Healing and healing rates of chronic wounds in the age of molecular pathogen diagnostics.
MedLine Citation:
PMID:  20616768     Owner:  NLM     Status:  MEDLINE    
OBJECTIVE: To compare healing outcomes at a wound healing centre both before and after the introduction of molecular pathogen diagnostics. METHOD: An IT consultant was recruited to analyse the medical records of patients at a wound healing centre, comparing patient groups from 2007 and 2009 - before and after the introduction of comprehensive molecular pathogen diagnostic methods. RESULTS: Before the implementation of molecular diagnostics, 244/503 patients (48.5%) healed completely, while after implementation 298/479 patients (62.4%) healed. Furthermore, based on survival analysis and after controlling for potential confounding factors, time to healing was significantly shorter in 2009 than 2007 (p<0.05). Specifically, biofilm-based wound care, along with the implementation of comprehensive molecular diagnostics for venous leg ulcers, pressure ulcers and diabetic foot ulcers and all wounds combined showed, respectively, 21%, 23%, 25% and 22% reductions in the time to healing.
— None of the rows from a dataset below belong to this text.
//! Authentication and registration service

use argon2::{
    password_hash::{rand_core::OsRng, PasswordHash, PasswordHasher, PasswordVerifier, SaltString},
    Argon2,
};

use crate::{
    error::{AppError, AppResult},
    forms::{validate_form, FieldErrors},
    models::user::{LoginForm, SignUpForm, User},
    repository::Repository,
};

/// Hash a password using Argon2 with a fresh random salt
pub fn hash_password(password: &str) -> AppResult<String> {
    let salt = SaltString::generate(&mut OsRng);
    let hash = Argon2::default()
        .hash_password(password.as_bytes(), &salt)
        .map_err(|e| AppError::Internal(format!("Failed to hash password: {}", e)))?;
    Ok(hash.to_string())
}

/// Verify a password against a stored PHC hash
pub fn verify_password(hash: &str, password: &str) -> AppResult<bool> {
    let parsed_hash = PasswordHash::new(hash)
        .map_err(|_| AppError::Internal("Invalid password hash".to_string()))?;
    Ok(Argon2::default()
        .verify_password(password.as_bytes(), &parsed_hash)
        .is_ok())
}

/// Match a looked-up user against the submitted password.
/// The error names the field the login form should flag.
pub fn check_credentials(user: Option<User>, password: &str) -> AppResult<Result<User, FieldErrors>> {
    let Some(user) = user else {
        return Ok(Err(FieldErrors::single("email", "Invalid email given.")));
    };

    if !verify_password(&user.password, password)? {
        return Ok(Err(FieldErrors::single("password", "Invalid password given.")));
    }

    Ok(Ok(user))
}

#[derive(Clone)]
pub struct AuthService {
    repository: Repository,
}

impl AuthService {
    pub fn new(repository: Repository) -> Self {
        Self { repository }
    }

    /// Authenticate by email and password.
    /// The inner error carries the per-field messages to show on the login form.
    pub async fn authenticate(&self, form: &LoginForm) -> AppResult<Result<User, FieldErrors>> {
        if let Err(errors) = validate_form(form) {
            return Ok(Err(errors));
        }

        let user = self.repository.users.get_by_email(form.email.trim()).await?;
        let outcome = check_credentials(user, &form.password)?;

        match &outcome {
            Ok(user) => tracing::info!(user_id = user.id, "User signed in"),
            Err(_) => tracing::info!("Rejected sign-in attempt"),
        }

        Ok(outcome)
    }

    /// Register a new account
    pub async fn register(&self, form: &SignUpForm) -> AppResult<Result<User, FieldErrors>> {
        let form = form.trimmed();
        if let Err(errors) = validate_form(&form) {
            return Ok(Err(errors));
        }

        if self.repository.users.email_exists(&form.email).await? {
            return Ok(Err(FieldErrors::single(
                "email",
                "An account with this email already exists",
            )));
        }

        let password_hash = hash_password(&form.password)?;
        let user = self.repository.users.create(&form, &password_hash).await?;

        tracing::info!(user_id = user.id, "User registered");

        Ok(Ok(user))
    }
}
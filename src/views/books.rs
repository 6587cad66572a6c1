//! Book pages

use maud::{html, Markup};

use super::{field_error, layout, pagination_controls, search_box, text_field, FormMode};
use crate::{
    forms::FieldErrors,
    models::{
        book::{BookForm, BookWithCategory},
        category::Category,
    },
    pagination::Pagination,
};

fn image_url(image: &str) -> String {
    format!("/asset/{}", image.trim_start_matches('/'))
}

fn availability(available: bool) -> &'static str {
    if available {
        "Available"
    } else {
        "Booked"
    }
}

pub fn form(mode: FormMode, form: &BookForm, categories: &[Category], errors: &FieldErrors) -> Markup {
    let (title, action) = match mode {
        FormMode::Create => ("New book".to_string(), "/book/store".to_string()),
        FormMode::Edit(id) => ("Edit book".to_string(), format!("/book/{}/update", id)),
    };

    layout(
        &title,
        true,
        html! {
            form method="post" action=(action) {
                p {
                    label for="category_id" { "Category" }
                    br;
                    select id="category_id" name="category_id" {
                        option value="" { "Choose a category" }
                        @for category in categories {
                            option value=(category.id) selected[form.category_id == Some(category.id)] {
                                (category.name)
                            }
                        }
                    }
                    (field_error(errors, "category_id"))
                }
                (text_field(errors, "Name", "book_name", "text", &form.book_name))
                (text_field(errors, "Author", "author_name", "text", &form.author_name))
                p {
                    label for="details" { "Details" }
                    br;
                    textarea id="details" name="details" rows="4" { (form.details) }
                    (field_error(errors, "details"))
                }
                (text_field(errors, "Image path", "image", "text", &form.image))
                p {
                    label {
                        input type="checkbox" name="status" checked[form.status];
                        " Available"
                    }
                }
                button type="submit" { "Save" }
            }
            p { a href="/book/list" { "Back to books" } }
        },
    )
}

/// Book table. `pagination` is absent for search results.
pub fn list(books: &[BookWithCategory], pagination: Option<&Pagination>, search: Option<&str>) -> Markup {
    layout(
        "Books",
        true,
        html! {
            p { a href="/book/create" { "New book" } }
            (search_box("/book/search", search))
            @if books.is_empty() {
                p { "No books found." }
            } @else {
                table {
                    thead {
                        tr {
                            th { "#" } th { "Name" } th { "Author" } th { "Category" }
                            th { "Status" } th { "Actions" }
                        }
                    }
                    tbody {
                        @for book in books {
                            tr {
                                td { (book.id) }
                                td { a href={ "/book/" (book.id) "/bookdetails" } { (book.book_name) } }
                                td { (book.author_name) }
                                td { (book.category_name.as_deref().unwrap_or("-")) }
                                td { (availability(book.status)) }
                                td {
                                    @if book.status {
                                        a href={ "/bookings/" (book.id) "/create" } { "Book" }
                                        " "
                                    }
                                    a href={ "/book/" (book.id) "/edit" } { "Edit" }
                                    " "
                                    form.inline method="post" action={ "/book/" (book.id) "/delete" } {
                                        button type="submit" { "Delete" }
                                    }
                                }
                            }
                        }
                    }
                }
            }
            @if let Some(pagination) = pagination {
                (pagination_controls(pagination))
            }
        },
    )
}

pub fn details(book: &BookWithCategory) -> Markup {
    layout(
        &book.book_name,
        true,
        html! {
            img src=(image_url(&book.image)) alt=(book.book_name) width="200";
            dl {
                dt { "Author" } dd { (book.author_name) }
                dt { "Category" } dd { (book.category_name.as_deref().unwrap_or("-")) }
                dt { "Status" } dd { (availability(book.status)) }
                dt { "Details" } dd { (book.details) }
            }
            @if book.status {
                p { a href={ "/bookings/" (book.id) "/create" } { "Book this title" } }
            }
            p { a href="/book/list" { "Back to books" } }
        },
    )
}
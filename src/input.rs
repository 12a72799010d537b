/// Input handling: logical key events, how they change the game state, and
/// the translation from raw terminal key events.

use std::collections::HashMap;

use crossterm::event::{KeyCode, KeyEvent, KeyEventKind, KeyModifiers};

use crate::compute::{move_player_left, move_player_right, player_fire, stop_player};
use crate::entities::GameState;

#[derive(Clone, Copy, Debug, PartialEq, Eq, Hash)]
pub enum Key {
    Left,
    Right,
    Fire,
}

#[derive(Clone, Copy, Debug, PartialEq, Eq)]
pub enum InputEvent {
    KeyDown(Key),
    KeyUp(Key),
}

/// Apply one input event.  Last event wins: releasing either arrow stops the
/// player even if the other arrow is still held.
pub fn apply_input(state: &GameState, event: InputEvent) -> GameState {
    match event {
        InputEvent::KeyDown(Key::Right) => move_player_right(state),
        InputEvent::KeyDown(Key::Left) => move_player_left(state),
        InputEvent::KeyDown(Key::Fire) => player_fire(state),
        InputEvent::KeyUp(Key::Left) | InputEvent::KeyUp(Key::Right) => stop_player(state),
        InputEvent::KeyUp(Key::Fire) => state.clone(),
    }
}

/// What a raw terminal key event means to the game loop.
#[derive(Clone, Copy, Debug, PartialEq, Eq)]
pub enum Command {
    Input(InputEvent),
    Quit,
}

/// Map a terminal key to a logical key.  Arrows and A/D move, Space fires.
pub fn key_for(code: KeyCode) -> Option<Key> {
    match code {
        KeyCode::Left | KeyCode::Char('a') | KeyCode::Char('A') => Some(Key::Left),
        KeyCode::Right | KeyCode::Char('d') | KeyCode::Char('D') => Some(Key::Right),
        KeyCode::Char(' ') => Some(Key::Fire),
        _ => None,
    }
}

fn is_quit(event: &KeyEvent) -> bool {
    match event.code {
        KeyCode::Char('q') | KeyCode::Char('Q') | KeyCode::Esc => true,
        KeyCode::Char('c') => event.modifiers.contains(KeyModifiers::CONTROL),
        _ => false,
    }
}

/// When a direction key was last seen, and whether the OS had started
/// auto-repeating it.
#[derive(Clone, Copy, Debug)]
struct Held {
    last_frame: u64,
    repeating: bool,
}

/// Turns crossterm key events into `Command`s.
///
/// Works on two classes of terminal:
/// * **Keyboard-enhancement capable** (kitty protocol): real `Release` events
///   become `KeyUp`.
/// * **Classic terminals**: only `Press` events arrive (OS auto-repeat shows as
///   repeated presses).  A direction key that goes quiet for longer than its
///   hold window is treated as released and a synthetic `KeyUp` is produced by
///   [`KeyTracker::expire`].  The first press gets a longer window to cover
///   the OS auto-repeat delay.
#[derive(Debug)]
pub struct KeyTracker {
    held: HashMap<Key, Held>,
    first_window: u64,
    repeat_window: u64,
    synthesize_release: bool,
}

impl KeyTracker {
    /// `first_window` / `repeat_window` are in frames.  With
    /// `synthesize_release == false` the tracker relies on real releases.
    pub fn new(first_window: u64, repeat_window: u64, synthesize_release: bool) -> Self {
        KeyTracker {
            held: HashMap::new(),
            first_window,
            repeat_window,
            synthesize_release,
        }
    }

    /// Translate one key event observed during `frame`.
    pub fn on_key(&mut self, event: &KeyEvent, frame: u64) -> Option<Command> {
        if event.kind == KeyEventKind::Press && is_quit(event) {
            return Some(Command::Quit);
        }
        let key = key_for(event.code)?;

        match event.kind {
            KeyEventKind::Press | KeyEventKind::Repeat => {
                if key != Key::Fire {
                    let repeating =
                        event.kind == KeyEventKind::Repeat || self.held.contains_key(&key);
                    self.held.insert(key, Held { last_frame: frame, repeating });
                }
                Some(Command::Input(InputEvent::KeyDown(key)))
            }
            KeyEventKind::Release => {
                self.held.remove(&key);
                Some(Command::Input(InputEvent::KeyUp(key)))
            }
        }
    }

    /// Synthetic releases for keys that went quiet, in a stable order.
    pub fn expire(&mut self, frame: u64) -> Vec<InputEvent> {
        if !self.synthesize_release {
            return Vec::new();
        }
        let mut released = Vec::new();
        for key in [Key::Left, Key::Right] {
            if let Some(held) = self.held.get(&key) {
                let window = if held.repeating {
                    self.repeat_window
                } else {
                    self.first_window
                };
                if frame.saturating_sub(held.last_frame) > window {
                    self.held.remove(&key);
                    released.push(InputEvent::KeyUp(key));
                }
            }
        }
        released
    }

    pub fn is_held(&self, key: Key) -> bool {
        self.held.contains_key(&key)
    }
}
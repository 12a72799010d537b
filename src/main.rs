mod display;

use std::fs::File;
use std::io::{stdout, BufWriter, Stdout, Write};
use std::sync::mpsc;
use std::thread;
use std::time::{Duration, Instant};

use anyhow::{Context, Result};
use clap::Parser;
use crossterm::{
    cursor,
    event::{self, Event, KeyboardEnhancementFlags, PopKeyboardEnhancementFlags, PushKeyboardEnhancementFlags},
    terminal, ExecutableCommand,
};
use log::{error, info};
use rand::rngs::StdRng;
use rand::SeedableRng;

use block_shooter::config::Config;
use block_shooter::input::{Command, KeyTracker};
use block_shooter::session::Session;
use block_shooter::spawner::SpawnTimer;

use display::TerminalSurface;

// ── Held-key windows (terminals without release events) ──────────────────────

/// A first press stays "held" this long, covering the OS auto-repeat delay.
const FIRST_HOLD: Duration = Duration::from_millis(600);

/// Once auto-repeat is flowing, silence this long means the key was let go.
/// The OS repeat rate is ≥ 15 Hz, so repeats always arrive inside it.
const REPEAT_HOLD: Duration = Duration::from_millis(150);


// ── Logging ───────────────────────────────────────────────────────────────────

/// The screen belongs to the game, so logs only go to `--log-file`.
fn init_logging(config: &Config) -> Result<()> {
    let Some(path) = &config.log_file else {
        return Ok(());
    };
    let file = File::create(path)
        .with_context(|| format!("failed to create log file {}", path.display()))?;
    env_logger::Builder::from_env(env_logger::Env::default().default_filter_or("info"))
        .target(env_logger::Target::Pipe(Box::new(file)))
        .init();
    Ok(())
}

// ── Terminal ──────────────────────────────────────────────────────────────────

/// Raw mode, alternate screen and hidden cursor for as long as it lives.
/// Dropping it restores the terminal, on the error paths too.
struct TerminalGuard {
    keyboard_enhanced: bool,
}

impl TerminalGuard {
    fn enter(out: &mut Stdout) -> Result<Self> {
        terminal::enable_raw_mode().context("failed to enable raw mode")?;
        // From here on an early return drops the guard, which undoes the above.
        let mut guard = TerminalGuard { keyboard_enhanced: false };
        out.execute(terminal::EnterAlternateScreen)
            .context("failed to enter the alternate screen")?;
        out.execute(cursor::Hide).context("failed to hide the cursor")?;

        // Request key-release (and key-repeat) events from the terminal.
        // kitty-protocol terminals support this; others fall back to hold windows.
        // The capability query reads stdin, so it must run before the reader
        // thread starts.
        guard.keyboard_enhanced = terminal::supports_keyboard_enhancement().unwrap_or(false)
            && out
                .execute(PushKeyboardEnhancementFlags(
                    KeyboardEnhancementFlags::REPORT_EVENT_TYPES,
                ))
                .is_ok();
        Ok(guard)
    }
}

impl Drop for TerminalGuard {
    fn drop(&mut self) {
        let mut out = stdout();
        if self.keyboard_enhanced {
            let _ = out.execute(PopKeyboardEnhancementFlags);
        }
        let _ = out.execute(cursor::Show);
        let _ = out.execute(terminal::LeaveAlternateScreen);
        let _ = terminal::disable_raw_mode();
    }
}

// ── Input reader ──────────────────────────────────────────────────────────────

/// Dedicate a thread exclusively to blocking event reads, sending them
/// through the channel so the game loop never has to block on I/O.
fn start_input_reader(tx: mpsc::Sender<Event>) {
    thread::spawn(move || loop {
        match event::read() {
            Ok(ev) => {
                if tx.send(ev).is_err() {
                    break; // receiver dropped → program exiting
                }
            }
            Err(err) => {
                error!("terminal input failed, no more keys will be read: {}", err);
                break;
            }
        }
    });
}

// ── Game loop ─────────────────────────────────────────────────────────────────

/// Runs until the player quits.
///
/// Each frame drains every pending event in arrival order (so several key
/// events between two frames collapse to the last one applied), applies the
/// spawns that fell due, then runs one simulation step and sleeps out the
/// rest of the frame.  The loop is the only writer of the game state.
fn game_loop<W: Write>(
    surface: &mut TerminalSurface<W>,
    session: &mut Session<StdRng>,
    rx: &mpsc::Receiver<Event>,
    config: &Config,
    keyboard_enhanced: bool,
) -> Result<()> {
    let frame_duration = config.frame_duration();
    let mut keys = KeyTracker::new(
        config.frames_in(FIRST_HOLD),
        config.frames_in(REPEAT_HOLD),
        !keyboard_enhanced,
    );
    let mut frame: u64 = 0;

    loop {
        let frame_start = Instant::now();
        frame += 1;

        // ── Drain all pending events (non-blocking) ───────────────────────────
        while let Ok(ev) = rx.try_recv() {
            match ev {
                Event::Key(key) => match keys.on_key(&key, frame) {
                    Some(Command::Quit) => return Ok(()),
                    Some(Command::Input(input)) => session.handle_input(input),
                    None => {}
                },
                Event::Resize(cols, rows) => {
                    let viewport = config.viewport_for(cols, rows);
                    surface.resize(cols, rows, viewport);
                    session.handle_resize(viewport);
                }
                _ => {}
            }
        }

        for input in keys.expire(frame) {
            session.handle_input(input);
        }
        session.poll_spawns(frame_start);

        session
            .frame(surface)
            .context("failed to draw frame")?;

        let elapsed = frame_start.elapsed();
        if elapsed < frame_duration {
            thread::sleep(frame_duration - elapsed);
        }
    }
}

// ── Entry point ───────────────────────────────────────────────────────────────

fn main() -> Result<()> {
    let config = Config::parse();
    init_logging(&config)?;

    let seed = config.seed.unwrap_or_else(rand::random);
    info!("seed {}, {} fps, spawn every {:?}", seed, config.fps, config.spawn_interval());

    let (cols, rows) = terminal::size().context("failed to read terminal size")?;
    let viewport = config.viewport_for(cols, rows);

    // Declared before the surface so it drops after it: the surface's buffer
    // is flushed while the alternate screen is still up.
    let guard = TerminalGuard::enter(&mut stdout())?;
    info!("keyboard enhancement: {}", guard.keyboard_enhanced);

    let mut surface = TerminalSurface::new(BufWriter::new(stdout()), cols, rows, viewport);
    let mut session = Session::new(
        viewport,
        StdRng::seed_from_u64(seed),
        SpawnTimer::new(config.spawn_interval(), Instant::now()),
    );

    let (tx, rx) = mpsc::channel::<Event>();
    start_input_reader(tx);

    let result = game_loop(&mut surface, &mut session, &rx, &config, guard.keyboard_enhanced);

    info!("exiting with score {}", session.state().score);
    result
}
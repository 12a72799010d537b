pub mod compute;
pub mod config;
pub mod entities;
pub mod geometry;
pub mod input;
pub mod session;
pub mod spawner;
pub mod surface;
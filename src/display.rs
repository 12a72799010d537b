/// Rendering backend — all terminal I/O lives here.
///
/// `TerminalSurface` implements the game's `DrawSurface` by scaling world
/// coordinates onto the terminal's character grid.  No game logic is
/// performed; this module only translates draw calls into terminal commands.

use std::io::Write;

use crossterm::{
    cursor,
    style::{self, Attribute, Color, Print},
    terminal,
    QueueableCommand,
};
use block_shooter::entities::Viewport;
use block_shooter::surface::{DrawSurface, Paint, TextAlign};

const BLOCK: &str = "█";

/// Text at or above this size is drawn bold; a character grid has no other
/// way to show font size.
const BOLD_FONT_SIZE: f32 = 32.0;

fn color_of(paint: Paint) -> Color {
    match paint {
        Paint::White => Color::White,
        Paint::Red => Color::Red,
        Paint::Blue => Color::Blue,
        Paint::Yellow => Color::Yellow,
    }
}

/// Cells covered by the world interval `[start, start + len)` once scaled,
/// clipped to `0..limit`.  Anything partly inside a cell fills the cell.
fn cell_span(start: f32, len: f32, scale: f32, limit: u16) -> Option<(u16, u16)> {
    let first = (start * scale).floor().max(0.0);
    let end = ((start + len) * scale).ceil().min(limit as f32);
    if end <= first {
        return None;
    }
    Some((first as u16, end as u16))
}

pub struct TerminalSurface<W: Write> {
    out: W,
    cols: u16,
    rows: u16,
    /// Cells per world unit, per axis.
    scale_x: f32,
    scale_y: f32,
}

impl<W: Write> TerminalSurface<W> {
    pub fn new(out: W, cols: u16, rows: u16, viewport: Viewport) -> Self {
        let mut surface = TerminalSurface {
            out,
            cols,
            rows,
            scale_x: 1.0,
            scale_y: 1.0,
        };
        surface.resize(cols, rows, viewport);
        surface
    }

    pub fn resize(&mut self, cols: u16, rows: u16, viewport: Viewport) {
        self.cols = cols;
        self.rows = rows;
        self.scale_x = if viewport.width > 0.0 { cols as f32 / viewport.width } else { 0.0 };
        self.scale_y = if viewport.height > 0.0 { rows as f32 / viewport.height } else { 0.0 };
    }
}

impl<W: Write> DrawSurface for TerminalSurface<W> {
    fn clear(&mut self) -> std::io::Result<()> {
        self.out.queue(terminal::Clear(terminal::ClearType::All))?;
        Ok(())
    }

    fn draw_rect(&mut self, x: f32, y: f32, w: f32, h: f32, paint: Paint) -> std::io::Result<()> {
        let Some((c0, c1)) = cell_span(x, w, self.scale_x, self.cols) else {
            return Ok(());
        };
        let Some((r0, r1)) = cell_span(y, h, self.scale_y, self.rows) else {
            return Ok(());
        };

        let row_text = BLOCK.repeat((c1 - c0) as usize);
        self.out.queue(style::SetForegroundColor(color_of(paint)))?;
        for row in r0..r1 {
            self.out.queue(cursor::MoveTo(c0, row))?;
            self.out.queue(Print(&row_text))?;
        }
        Ok(())
    }

    fn draw_text(
        &mut self,
        text: &str,
        x: f32,
        y: f32,
        font_size: f32,
        align: TextAlign,
        paint: Paint,
    ) -> std::io::Result<()> {
        if self.rows == 0 {
            return Ok(());
        }
        // The baseline sits on the bottom of the row that contains it.
        let row = ((y * self.scale_y).ceil() - 1.0).clamp(0.0, (self.rows - 1) as f32) as u16;
        let anchor = x * self.scale_x;
        let width = text.chars().count() as f32;
        let col = match align {
            TextAlign::Left => anchor,
            TextAlign::Center => anchor - width / 2.0,
        };
        let col = col.round().clamp(0.0, self.cols.saturating_sub(1) as f32) as u16;

        self.out.queue(cursor::MoveTo(col, row))?;
        self.out.queue(style::SetForegroundColor(color_of(paint)))?;
        if font_size >= BOLD_FONT_SIZE {
            self.out.queue(style::SetAttribute(Attribute::Bold))?;
        }
        self.out.queue(Print(text))?;
        self.out.queue(style::SetAttribute(Attribute::Reset))?;
        Ok(())
    }

    fn present(&mut self) -> std::io::Result<()> {
        // Park cursor in a harmless spot and flush
        self.out.queue(style::ResetColor)?;
        self.out.queue(cursor::MoveTo(0, self.rows.saturating_sub(1)))?;
        self.out.flush()
    }
}
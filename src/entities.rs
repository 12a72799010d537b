/// All game entity types plus the per-entity movement rules.

use crate::geometry::Rect;

// ── Tuning constants ──────────────────────────────────────────────────────────

pub const PLAYER_WIDTH: f32 = 50.0;
pub const PLAYER_HEIGHT: f32 = 50.0;
pub const PLAYER_SPEED: f32 = 5.0;
/// Gap between the player's bottom edge and the viewport bottom.
pub const PLAYER_BOTTOM_MARGIN: f32 = 10.0;

pub const BULLET_WIDTH: f32 = 5.0;
pub const BULLET_HEIGHT: f32 = 20.0;
pub const BULLET_SPEED: f32 = -7.0;

pub const ENEMY_WIDTH: f32 = 50.0;
pub const ENEMY_HEIGHT: f32 = 50.0;
pub const INITIAL_ENEMY_SPEED: f32 = 3.0;

/// Every time a kill lands the score on a multiple of this, enemies spawned
/// afterwards fall one unit/frame faster.
pub const SPEED_UP_EVERY: u32 = 50;

// ── Enums ─────────────────────────────────────────────────────────────────────

#[derive(Clone, Copy, Debug, PartialEq, Eq, Hash)]
pub enum EnemyColor {
    Blue,
    Red,
    Yellow,
}

impl EnemyColor {
    pub const PALETTE: [EnemyColor; 3] = [EnemyColor::Blue, EnemyColor::Red, EnemyColor::Yellow];

    /// Score awarded for destroying an enemy of this color.
    pub fn points(self) -> u32 {
        match self {
            EnemyColor::Blue => 10,
            EnemyColor::Red => 20,
            EnemyColor::Yellow => 30,
        }
    }
}

#[derive(Clone, Copy, Debug, PartialEq, Eq)]
pub enum GameStatus {
    Running,
    Over,
}

// ── Viewport ──────────────────────────────────────────────────────────────────

/// The visible play area in world units.
#[derive(Clone, Copy, Debug, PartialEq)]
pub struct Viewport {
    pub width: f32,
    pub height: f32,
}

impl Viewport {
    pub fn new(width: f32, height: f32) -> Self {
        Viewport { width, height }
    }
}

// ── Player ────────────────────────────────────────────────────────────────────

#[derive(Clone, Debug, PartialEq)]
pub struct Player {
    pub x: f32,
    pub y: f32,
    /// Horizontal velocity: one of `-PLAYER_SPEED`, `0`, `PLAYER_SPEED`.
    pub dx: f32,
}

impl Player {
    /// Centred horizontally, resting just above the bottom edge.
    pub fn spawn(viewport: Viewport) -> Self {
        Player {
            x: viewport.width / 2.0 - PLAYER_WIDTH / 2.0,
            y: viewport.height - PLAYER_HEIGHT - PLAYER_BOTTOM_MARGIN,
            dx: 0.0,
        }
    }

    pub fn move_right(&mut self) {
        self.dx = PLAYER_SPEED;
    }

    pub fn move_left(&mut self) {
        self.dx = -PLAYER_SPEED;
    }

    pub fn stop(&mut self) {
        self.dx = 0.0;
    }

    /// Apply velocity, then clamp into `[0, viewport.width - PLAYER_WIDTH]`.
    pub fn advance(&mut self, viewport: Viewport) {
        self.x += self.dx;
        self.clamp(viewport);
    }

    pub fn clamp(&mut self, viewport: Viewport) {
        // A viewport narrower than the player leaves x negative; not validated.
        if self.x < 0.0 {
            self.x = 0.0;
        }
        if self.x + PLAYER_WIDTH > viewport.width {
            self.x = viewport.width - PLAYER_WIDTH;
        }
    }

    pub fn rect(&self) -> Rect {
        Rect::new(self.x, self.y, PLAYER_WIDTH, PLAYER_HEIGHT)
    }

    /// Where a freshly fired bullet appears: centred, at the player's top edge.
    pub fn muzzle(&self) -> (f32, f32) {
        (self.x + PLAYER_WIDTH / 2.0 - BULLET_WIDTH / 2.0, self.y)
    }
}

// ── Projectiles ───────────────────────────────────────────────────────────────

#[derive(Clone, Debug, PartialEq)]
pub struct Bullet {
    pub x: f32,
    pub y: f32,
}

impl Bullet {
    pub fn new(x: f32, y: f32) -> Self {
        Bullet { x, y }
    }

    pub fn advance(&mut self) {
        self.y += BULLET_SPEED;
    }

    /// True once the trailing (bottom) edge is above the viewport top.
    pub fn is_above_top(&self) -> bool {
        self.y + BULLET_HEIGHT < 0.0
    }

    pub fn rect(&self) -> Rect {
        Rect::new(self.x, self.y, BULLET_WIDTH, BULLET_HEIGHT)
    }
}

// ── Enemies ───────────────────────────────────────────────────────────────────

#[derive(Clone, Debug, PartialEq)]
pub struct Enemy {
    pub x: f32,
    pub y: f32,
    /// Fall speed, captured at spawn time.
    pub dy: f32,
    pub color: EnemyColor,
}

impl Enemy {
    pub fn new(x: f32, y: f32, dy: f32, color: EnemyColor) -> Self {
        Enemy { x, y, dy, color }
    }

    pub fn points(&self) -> u32 {
        self.color.points()
    }

    pub fn advance(&mut self) {
        self.y += self.dy;
    }

    pub fn is_below(&self, viewport: Viewport) -> bool {
        self.y > viewport.height
    }

    pub fn rect(&self) -> Rect {
        Rect::new(self.x, self.y, ENEMY_WIDTH, ENEMY_HEIGHT)
    }
}

// ── Master game state ─────────────────────────────────────────────────────────

/// The entire game state.  Cloneable so pure update functions can
/// return a new copy without mutating the original.
#[derive(Clone, Debug, PartialEq)]
pub struct GameState {
    pub player: Player,
    /// In fire order.
    pub bullets: Vec<Bullet>,
    /// In spawn order.
    pub enemies: Vec<Enemy>,
    pub score: u32,
    /// Fall speed given to the next enemy spawned.  Never decreases.
    pub enemy_speed: f32,
    pub status: GameStatus,
    pub viewport: Viewport,
}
In addition, after implementing molecular diagnostics, the use of expensive fi rst-line antibiotics also declined in 2009, while a broader range of targeted antibiotics was used. CONCLUSION: The results of modern molecular pathogen diagnostic applications allow comprehensive evaluation of the microbial bioburden in chronic wounds. This comprehensive diagnostic in turn has led to a more precise and targeted therapeutic approach to wound care. With the comprehensive nature of molecular diagnostics future advances in topical patient specific therapeutics are now possible.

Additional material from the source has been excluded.